Je hoche la tête sans répondre. Je prends mon sac à main, j'enfile mon manteau, et je quitte le cabinet médical avec la même dignité froide que j'ai apprise au contact des Soren, cette élégance du malheur qui consiste à ne jamais rien montrer, à ne jamais rien laisser paraître, à mourir debout et en silence.

Dehors, Paris resplendit sous un soleil d'automne. Les feuilles dorées des marronniers tourbillonnent dans les allées du parc, les enfants courent en riant, les amoureux se tiennent par la main sur les bancs publics. Je marche au milieu de cette foule d'inconnus, et je les observe avec une curiosité nouvelle, presque douloureuse. Ces gens possèdent ce que je n'ai jamais eu : une existence qui leur appartient. Ils ont des joies simples, des peines ordinaires, des espoirs raisonnables. Ils vivent, tout simplement, alors que moi je n'ai fait que survivre depuis que j'ai franchi le seuil de la demeure Soren.

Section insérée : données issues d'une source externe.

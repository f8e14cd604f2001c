//! PostgreSQL-backed [`CatalogueRepository`] implementation using Diesel.

use async_trait::async_trait;
use diesel::prelude::*;
use diesel_async::RunQueryDsl;

use crate::domain::catalogue::{Ingredient, IngredientId, NewIngredient, Tag, TagId};
use crate::domain::ports::{CatalogueRepository, RepositoryError};

use super::error_mapping::{map_diesel_error, map_pool_error};
use super::models::{IngredientRow, NewIngredientRow, TagRow};
use super::pool::DbPool;
use super::schema::{ingredients, tags};

/// Diesel-backed implementation of the [`CatalogueRepository`] port.
#[derive(Clone)]
pub struct DieselCatalogueRepository {
    pool: DbPool,
}

impl DieselCatalogueRepository {
    /// Create a new repository with the given connection pool.
    pub fn new(pool: DbPool) -> Self {
        Self { pool }
    }
}

/// Escape LIKE metacharacters so a prefix search treats them literally.
fn escape_like(prefix: &str) -> String {
    prefix
        .replace('\\', "\\\\")
        .replace('%', "\\%")
        .replace('_', "\\_")
}

#[async_trait]
impl CatalogueRepository for DieselCatalogueRepository {
    async fn list_tags(&self) -> Result<Vec<Tag>, RepositoryError> {
        let mut conn = self.pool.get().await.map_err(map_pool_error)?;

        let rows: Vec<TagRow> = tags::table
            .order_by(tags::name)
            .select(TagRow::as_select())
            .load(&mut conn)
            .await
            .map_err(map_diesel_error)?;
        Ok(rows.into_iter().map(Tag::from).collect())
    }

    async fn find_tag(&self, id: TagId) -> Result<Option<Tag>, RepositoryError> {
        let mut conn = self.pool.get().await.map_err(map_pool_error)?;

        let row: Option<TagRow> = tags::table
            .find(id.0)
            .select(TagRow::as_select())
            .first(&mut conn)
            .await
            .optional()
            .map_err(map_diesel_error)?;
        Ok(row.map(Tag::from))
    }

    async fn list_ingredients(
        &self,
        name_prefix: Option<&str>,
    ) -> Result<Vec<Ingredient>, RepositoryError> {
        let mut conn = self.pool.get().await.map_err(map_pool_error)?;

        let mut query = ingredients::table.into_boxed();
        if let Some(prefix) = name_prefix {
            let pattern = format!("{}%", escape_like(prefix));
            query = query.filter(ingredients::name.ilike(pattern));
        }
        let rows: Vec<IngredientRow> = query
            .order_by(ingredients::name)
            .select(IngredientRow::as_select())
            .load(&mut conn)
            .await
            .map_err(map_diesel_error)?;
        Ok(rows.into_iter().map(Ingredient::from).collect())
    }

    async fn find_ingredient(
        &self,
        id: IngredientId,
    ) -> Result<Option<Ingredient>, RepositoryError> {
        let mut conn = self.pool.get().await.map_err(map_pool_error)?;

        let row: Option<IngredientRow> = ingredients::table
            .find(id.0)
            .select(IngredientRow::as_select())
            .first(&mut conn)
            .await
            .optional()
            .map_err(map_diesel_error)?;
        Ok(row.map(Ingredient::from))
    }

    async fn upsert_ingredients(
        &self,
        new_ingredients: &[NewIngredient],
    ) -> Result<usize, RepositoryError> {
        let mut conn = self.pool.get().await.map_err(map_pool_error)?;

        let rows: Vec<NewIngredientRow<'_>> = new_ingredients
            .iter()
            .map(|ingredient| NewIngredientRow {
                name: &ingredient.name,
                measurement_unit: &ingredient.measurement_unit,
            })
            .collect();
        let inserted = diesel::insert_into(ingredients::table)
            .values(&rows)
            .on_conflict((ingredients::name, ingredients::measurement_unit))
            .do_nothing()
            .execute(&mut conn)
            .await
            .map_err(map_diesel_error)?;
        Ok(inserted)
    }
}

#[cfg(test)]
mod tests {
    use super::*;
    use rstest::rstest;

    #[rstest]
    #[case("flour", "flour")]
    #[case("50%", "50\\%")]
    #[case("a_b", "a\\_b")]
    #[case("back\\slash", "back\\\\slash")]
    fn escape_like_neutralises_metacharacters(#[case] raw: &str, #[case] expected: &str) {
        assert_eq!(escape_like(raw), expected);
    }
}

Je m'arrête devant une boulangerie. Une jeune femme en sort avec un pain sous le bras et un enfant accroché à sa main. Elle rit de quelque chose que l'enfant vient de dire. Son rire est léger, insouciant, plein de cette joie banale qui est le sel de l'existence ordinaire. Je la regarde s'éloigner dans la rue, et une douleur aiguë me transperce la poitrine, plus violente que tout ce que le diagnostic du docteur Moreau a pu provoquer. Cette femme a ce que je ne posséderai jamais : une vie qui a un sens, une place dans le monde, une raison de se lever le matin.

Je reprends ma marche. Mes talons claquent sur le pavé parisien, et chaque pas me rapproche de la demeure Soren, de cette cage dorée où je vais mourir à petit feu si je ne fais rien. Cinq ans. Le médecin m'a donné cinq ans. Cinq années à dépérir lentement sous les yeux indifférents de mon mari, à subir les remarques empoisonnées d'Helena, à me faner comme une fleur coupée dans un vase trop luxueux.

Ou alors.

Ou alors je peux prendre ces cinq années et en faire autre chose. Je peux décider de vivre, vraiment vivre, pour la première fois de mon existence. Je peux m'arracher à ce monde qui m'étouffe et renaître ailleurs, sous un autre nom, avec un autre visage, une autre identité qui n'appartiendra qu'à moi. Si je dois mourir, je mourrai libre. Je mourrai à leurs yeux bien avant que mon corps ne me lâche.

Cette pensée, qui n'était qu'une vague ébauche dans le taxi qui me ramenait du gala, prend soudain une clarté fulgurante. Elle s'impose à mon esprit avec la force d'une évidence longtemps refoulée, comme si je savais depuis toujours que cette décision était la seule possible, la seule issue à l'impasse dans laquelle je me suis engagée sans même m'en rendre compte.

Je franchis les grilles de la demeure Soren. Le parc est désert, les arbres centenaires balancent leurs branches dans le vent d'automne, et la façade de pierre grise se dresse devant moi comme un mausolée. Je traverse le hall sans croiser personne, je monte l'escalier monumental, je me réfugie dans ma chambre, et je m'assois sur le bord de mon lit, le regard perdu sur les motifs du tapis.

Cinq ans. C'est peu, et c'est beaucoup. C'est assez pour disparaître. C'est assez pour renaître. C'est assez pour vivre, enfin, ne serait-ce qu'un peu, ne serait-ce qu'une fraction de seconde à l'échelle d'une existence. Et cette idée, cette idée folle et magnifique, est la première chose qui fait battre mon cœur depuis que j'ai mis les pieds dans cette maison.

Je prends une décision. Je ne sais pas encore comment je vais faire, ni par quels moyens, ni avec quelle aide. Mais je sais que je vais le faire. Je vais mourir à leurs yeux bien avant que la maladie ne m'emporte. Je vais disparaître pour de bon, m'effacer de ce monde, et renaître ailleurs, libre, vivante, maîtresse de mon destin.

Et cette pensée, au lieu de m'effrayer, m'emplit d'une paix immense, une paix que je n'avais pas ressentie depuis si longtemps que j'en avais presque oublié le goût.